Die „Question Marks“, sonst risikoreiche Angebote, deren Erfolg unklar ist, wurden in der Caritas-Version durch „arme Kirchenmäuse“ ersetzt. Gemeint sind damit sozial äußerst wirksame Projekte, die jedoch nicht wirtschaftlich sein können. „Leuchttürme“ dagegen, das Caritas-Pendant zu „Stars“, überzeugen sowohl mit sozialer Wirkung als auch hohem Ergebnisbeitrag. In die vierte Kategorie fallen die „Cash Cows“, bei der Caritas für Krefeld und Meerbusch „soziale Sponsoren“. Sie sind zwar wichtig wegen der stabilen Erträge, die zum Beispiel in der Regelversorgung garantiert sind, könnten aber prinzipiell auch von anderen Anbietern übernommen werden. Ganz anders als zum Beispiel ein Drogenkonsumraum oder eine Migrationsberatung, für die oft kein einziger anderer Marktteilnehmer bereitsteht. Mindestens 5 Prozent ihres Gesamtumsatzes will die Caritas für Krefeld Meerbusch aus solchen Angeboten generieren – ein klares Bekenntnis zum christlichen Selbstverständnis.   

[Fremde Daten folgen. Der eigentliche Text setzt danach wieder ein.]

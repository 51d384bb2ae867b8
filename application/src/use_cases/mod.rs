//! Use cases
//!
//! - [`run_flow::FlowController`]: the home → input → result recommendation flow
//! - [`run_chat::ChatController`]: one request/response pair per chat message

pub mod run_chat;
pub mod run_flow;
mod shared;

#[cfg(test)]
pub(crate) mod testing;
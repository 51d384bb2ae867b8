//! Configuration file loader with multi-source merging

use super::file_config::FileConfig;
use figment::{
    Figment,
    providers::{Env, Format, Serialized, Toml},
};
use std::path::{Path, PathBuf};
use tracing::debug;

const APP_DIR: &str = "culturemate";
const PROJECT_FILES: [&str; 2] = ["culturemate.toml", ".culturemate.toml"];
const ENV_PREFIX: &str = "CULTUREMATE_";

/// Configuration loader that handles file discovery and merging
pub struct ConfigLoader;

impl ConfigLoader {
    /// Load configuration from all sources with proper priority
    ///
    /// Priority (highest to lowest):
    /// 1. `CULTUREMATE_*` environment variables (`__` separates sections,
    ///    e.g. `CULTUREMATE_BACKEND__BASE_URL`)
    /// 2. Explicit config path (if provided)
    /// 3. Project root: `./culturemate.toml` or `./.culturemate.toml`
    /// 4. XDG config: `$XDG_CONFIG_HOME/culturemate/config.toml`
    /// 5. Default values
    pub fn load(config_path: Option<&PathBuf>) -> Result<FileConfig, Box<figment::Error>> {
        let mut figment = Self::files(
            Self::global_config_path().as_deref(),
            Self::project_config_path().as_deref(),
            config_path.map(PathBuf::as_path),
        );
        figment = figment.merge(Env::prefixed(ENV_PREFIX).split("__"));

        figment.extract().map_err(Box::new)
    }

    /// Load only default configuration (for --no-config)
    pub fn load_defaults() -> FileConfig {
        FileConfig::default()
    }

    /// Defaults overlaid with whichever of the given files exist, later
    /// files taking precedence.
    fn files(global: Option<&Path>, project: Option<&Path>, explicit: Option<&Path>) -> Figment {
        let mut figment = Figment::new().merge(Serialized::defaults(FileConfig::default()));

        for path in [global, project].into_iter().flatten() {
            if path.exists() {
                debug!("Loading config from {}", path.display());
                figment = figment.merge(Toml::file(path));
            }
        }

        // A missing explicit file is an error, not a silent fallback.
        if let Some(path) = explicit {
            debug!("Loading explicit config from {}", path.display());
            figment = figment.merge(Toml::file_exact(path));
        }

        figment
    }

    /// Get the global config file path
    ///
    /// Returns `$XDG_CONFIG_HOME/culturemate/config.toml` if set,
    /// otherwise the platform config directory.
    pub fn global_config_path() -> Option<PathBuf> {
        dirs::config_dir().map(|d| d.join(APP_DIR).join("config.toml"))
    }

    /// Get the project-level config file path (if it exists)
    pub fn project_config_path() -> Option<PathBuf> {
        PROJECT_FILES
            .iter()
            .map(PathBuf::from)
            .find(|path| path.exists())
    }

    /// Print the config file locations being used (for debugging)
    pub fn print_config_sources(config_path: Option<&PathBuf>) {
        println!("Configuration sources (in priority order):");

        println!("  [     ] Env:     {}*", ENV_PREFIX);

        if let Some(path) = config_path {
            let mark = if path.exists() { "FOUND" } else { "MISSING" };
            println!("  [{:^5}] Explicit: {}", mark, path.display());
        }

        if let Some(path) = Self::project_config_path() {
            println!("  [FOUND] Project: {}", path.display());
        } else {
            println!("  [     ] Project: ./culturemate.toml or ./.culturemate.toml");
        }

        if let Some(path) = Self::global_config_path() {
            if path.exists() {
                println!("  [FOUND] Global:  {}", path.display());
            } else {
                println!("  [     ] Global:  {}", path.display());
            }
        }

        println!("  [     ] Default: built-in defaults");
    }
}

#[cfg(test)]
mod tests {
    use super::*;
    use crate::config::FileOutputFormat;
    use std::io::Write;
    use tempfile::NamedTempFile;

    fn toml_file(content: &str) -> NamedTempFile {
        let mut file = NamedTempFile::new().unwrap();
        file.write_all(content.as_bytes()).unwrap();
        file
    }

    #[test]
    fn test_load_defaults() {
        let config = ConfigLoader::load_defaults();
        assert_eq!(config, FileConfig::default());
    }

    #[test]
    fn test_global_config_path_returns_some() {
        let path = ConfigLoader::global_config_path();
        assert!(path.is_some());
        assert!(path.unwrap().to_string_lossy().contains("culturemate"));
    }

    #[test]
    fn test_explicit_file_overrides_defaults() {
        let file = toml_file(
            r#"
[backend]
base_url = "http://backend:8080"

[output]
format = "json"
"#,
        );

        let config: FileConfig = ConfigLoader::files(None, None, Some(file.path()))
            .extract()
            .unwrap();
        assert_eq!(config.backend.base_url, "http://backend:8080");
        assert_eq!(config.backend.chat_timeout_secs, 30);
        assert_eq!(config.output.format, FileOutputFormat::Json);
    }

    #[test]
    fn test_later_files_take_precedence() {
        let global = toml_file(
            r#"
[backend]
base_url = "http://global:8000"
chat_timeout_secs = 90
"#,
        );
        let project = toml_file(
            r#"
[backend]
base_url = "http://project:8000"
"#,
        );

        let config: FileConfig =
            ConfigLoader::files(Some(global.path()), Some(project.path()), None)
                .extract()
                .unwrap();
        assert_eq!(config.backend.base_url, "http://project:8000");
        assert_eq!(config.backend.chat_timeout_secs, 90);
    }

    #[test]
    fn test_missing_optional_files_are_skipped() {
        let missing = Path::new("/nonexistent/culturemate/config.toml");
        let config: FileConfig = ConfigLoader::files(Some(missing), Some(missing), None)
            .extract()
            .unwrap();
        assert_eq!(config, FileConfig::default());
    }

    #[test]
    fn test_missing_explicit_file_is_an_error() {
        let missing = Path::new("/nonexistent/culturemate.toml");
        let result: Result<FileConfig, _> =
            ConfigLoader::files(None, None, Some(missing)).extract();
        assert!(result.is_err());
    }

    #[test]
    fn test_invalid_value_is_an_error() {
        let file = toml_file(
            r#"
[backend]
chat_timeout_secs = "soon"
"#,
        );
        let result: Result<FileConfig, _> =
            ConfigLoader::files(None, None, Some(file.path())).extract();
        assert!(result.is_err());
    }
}
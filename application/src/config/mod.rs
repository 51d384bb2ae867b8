//! Application-level configuration.
//!
//! - [`RequestParams`]: per-request timeouts for the flow and chat use cases

pub mod request_params;

pub use request_params::RequestParams;
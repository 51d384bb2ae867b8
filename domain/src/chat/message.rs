//! Chat message entities

use chrono::{DateTime, Utc};
use serde::{Deserialize, Serialize};

/// Author of a chat message
#[derive(Debug, Clone, Copy, PartialEq, Eq, Serialize, Deserialize)]
#[serde(rename_all = "lowercase")]
pub enum Role {
    User,
    Bot,
}

/// A message in the chat transcript (Entity)
#[derive(Debug, Clone, PartialEq, Eq, Serialize)]
pub struct Message {
    pub role: Role,
    pub text: String,
    pub sent_at: DateTime<Utc>,
}

impl Message {
    pub fn user(text: impl Into<String>) -> Self {
        Self::at(Role::User, text, Utc::now())
    }

    pub fn bot(text: impl Into<String>) -> Self {
        Self::at(Role::Bot, text, Utc::now())
    }

    pub fn at(role: Role, text: impl Into<String>, sent_at: DateTime<Utc>) -> Self {
        Self {
            role,
            text: text.into(),
            sent_at,
        }
    }
}

/// Ordered chat history. Messages can only be appended.
#[derive(Debug, Clone, Default, Serialize)]
pub struct Transcript {
    messages: Vec<Message>,
}

impl Transcript {
    pub fn new() -> Self {
        Self::default()
    }

    /// Append a message and return a reference to it.
    pub fn push(&mut self, message: Message) -> &Message {
        self.messages.push(message);
        &self.messages[self.messages.len() - 1]
    }

    pub fn messages(&self) -> &[Message] {
        &self.messages
    }

    pub fn last(&self) -> Option<&Message> {
        self.messages.last()
    }

    pub fn len(&self) -> usize {
        self.messages.len()
    }

    pub fn is_empty(&self) -> bool {
        self.messages.is_empty()
    }
}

Zentraler Rahmen, lokale Antworten

Der Deutsche Caritasverband ist der Wohlfahrtsverband der katholischen Kirche in Deutschland. Die 5.300 Träger, die sich darin zusammengeschlossen haben, beschäftigen bundesweit 770.000 hauptamtliche Kräfte. Damit ist die Caritas der größte Arbeitgeber der Republik, selbst verglichen mit Konzernen wie der Volkswagen AG.  Zu den Einrichtungen der Caritas zählen etwa Kitas, Pflegedienste, Beratungsstellen, Krankenhäuser, Heime, Obdachlosen-Asyle, Hospize und viele mehr. Bewusst verbandlich organisiert, haben die regionalen Gliederungen im Caritas-Netzwerk viel Spielraum für eigene Schwerpunkte innerhalb des christlichen Leitbilds.
Der Caritasverband für die Region Krefeld ist einer der ältesten in Deutschland, 2026 feiert er seinen 110. Geburtstag. Zunächst über viele Jahrzehnte ausschließlich von Ehrenamtlichen getragen, hat der Ortsverband sich nach dem Zweiten Weltkrieg immer weiter professionalisiert. Heute stellt er zusammen mit der Krefelder Caritasheime gGmbH, einer 90-prozentigen Tochtergesellschaft, insgesamt 38 Dienste und Angebote für Menschen aller Altersstufen in Krefeld und Meerbusch bereit.